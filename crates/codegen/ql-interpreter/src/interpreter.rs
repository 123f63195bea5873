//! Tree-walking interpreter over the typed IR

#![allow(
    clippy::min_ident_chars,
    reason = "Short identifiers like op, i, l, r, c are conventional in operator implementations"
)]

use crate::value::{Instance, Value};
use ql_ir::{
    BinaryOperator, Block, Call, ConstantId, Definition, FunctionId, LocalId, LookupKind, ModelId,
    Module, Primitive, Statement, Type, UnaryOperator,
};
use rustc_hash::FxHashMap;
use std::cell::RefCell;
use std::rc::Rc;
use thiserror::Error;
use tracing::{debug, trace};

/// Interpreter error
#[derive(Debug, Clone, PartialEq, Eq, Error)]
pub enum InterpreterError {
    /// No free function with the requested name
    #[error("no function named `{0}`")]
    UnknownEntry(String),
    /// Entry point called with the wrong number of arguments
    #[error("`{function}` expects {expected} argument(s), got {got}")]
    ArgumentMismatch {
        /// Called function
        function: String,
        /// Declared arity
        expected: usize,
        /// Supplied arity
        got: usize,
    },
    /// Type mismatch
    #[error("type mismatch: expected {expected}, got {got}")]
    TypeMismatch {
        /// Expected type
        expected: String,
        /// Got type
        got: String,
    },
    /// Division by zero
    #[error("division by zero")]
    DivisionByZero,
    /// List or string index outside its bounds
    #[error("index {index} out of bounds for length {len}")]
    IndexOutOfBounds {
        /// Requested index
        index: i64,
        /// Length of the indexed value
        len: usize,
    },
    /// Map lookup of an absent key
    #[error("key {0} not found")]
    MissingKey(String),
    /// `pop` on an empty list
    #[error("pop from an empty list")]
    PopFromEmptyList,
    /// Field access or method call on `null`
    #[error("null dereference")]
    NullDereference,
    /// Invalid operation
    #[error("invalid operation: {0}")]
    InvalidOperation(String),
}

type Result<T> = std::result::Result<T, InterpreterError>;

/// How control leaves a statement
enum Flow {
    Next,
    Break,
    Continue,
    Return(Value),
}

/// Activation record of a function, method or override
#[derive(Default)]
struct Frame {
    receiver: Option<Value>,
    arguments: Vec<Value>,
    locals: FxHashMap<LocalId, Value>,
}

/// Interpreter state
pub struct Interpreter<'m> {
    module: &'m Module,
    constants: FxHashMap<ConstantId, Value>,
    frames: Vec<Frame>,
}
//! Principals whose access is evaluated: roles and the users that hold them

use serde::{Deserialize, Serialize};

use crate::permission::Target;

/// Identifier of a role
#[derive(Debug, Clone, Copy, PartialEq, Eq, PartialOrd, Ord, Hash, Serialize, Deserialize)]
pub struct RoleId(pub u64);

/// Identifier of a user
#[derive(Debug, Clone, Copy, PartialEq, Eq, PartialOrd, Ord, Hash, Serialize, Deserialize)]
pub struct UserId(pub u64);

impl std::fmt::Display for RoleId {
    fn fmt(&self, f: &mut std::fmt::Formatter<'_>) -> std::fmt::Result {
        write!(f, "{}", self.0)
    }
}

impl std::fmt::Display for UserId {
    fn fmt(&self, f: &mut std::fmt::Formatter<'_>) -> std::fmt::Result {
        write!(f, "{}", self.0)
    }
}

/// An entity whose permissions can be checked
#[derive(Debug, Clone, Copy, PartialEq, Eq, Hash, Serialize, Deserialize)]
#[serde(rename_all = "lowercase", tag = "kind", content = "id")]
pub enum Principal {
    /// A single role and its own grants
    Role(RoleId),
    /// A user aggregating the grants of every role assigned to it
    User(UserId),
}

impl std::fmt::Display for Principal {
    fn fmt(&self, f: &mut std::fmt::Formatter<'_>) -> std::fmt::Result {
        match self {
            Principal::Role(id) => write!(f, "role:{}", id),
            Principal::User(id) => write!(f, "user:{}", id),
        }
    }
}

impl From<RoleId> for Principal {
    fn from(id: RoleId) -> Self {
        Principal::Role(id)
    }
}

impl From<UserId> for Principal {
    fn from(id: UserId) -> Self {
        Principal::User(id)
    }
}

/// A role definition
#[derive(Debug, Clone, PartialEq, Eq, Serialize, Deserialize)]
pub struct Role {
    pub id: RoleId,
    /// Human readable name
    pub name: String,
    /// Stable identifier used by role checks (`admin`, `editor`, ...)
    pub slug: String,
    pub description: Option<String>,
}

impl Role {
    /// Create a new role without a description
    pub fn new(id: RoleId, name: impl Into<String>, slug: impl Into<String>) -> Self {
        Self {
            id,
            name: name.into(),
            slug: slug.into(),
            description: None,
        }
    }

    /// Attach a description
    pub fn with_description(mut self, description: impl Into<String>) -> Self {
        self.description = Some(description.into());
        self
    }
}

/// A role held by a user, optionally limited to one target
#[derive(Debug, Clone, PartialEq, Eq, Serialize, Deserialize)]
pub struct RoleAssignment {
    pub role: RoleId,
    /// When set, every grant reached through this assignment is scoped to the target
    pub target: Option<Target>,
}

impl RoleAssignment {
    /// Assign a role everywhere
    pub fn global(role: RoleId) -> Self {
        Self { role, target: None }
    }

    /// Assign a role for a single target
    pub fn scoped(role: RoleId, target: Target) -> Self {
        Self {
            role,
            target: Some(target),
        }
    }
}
################
* **TASK TO CARRY OUT**
Go through the data and show every line where "method" occurs.

* **EXPECTED OUTPUT**
    /// Field access or method call on `null`
/// Activation record of a function, method or override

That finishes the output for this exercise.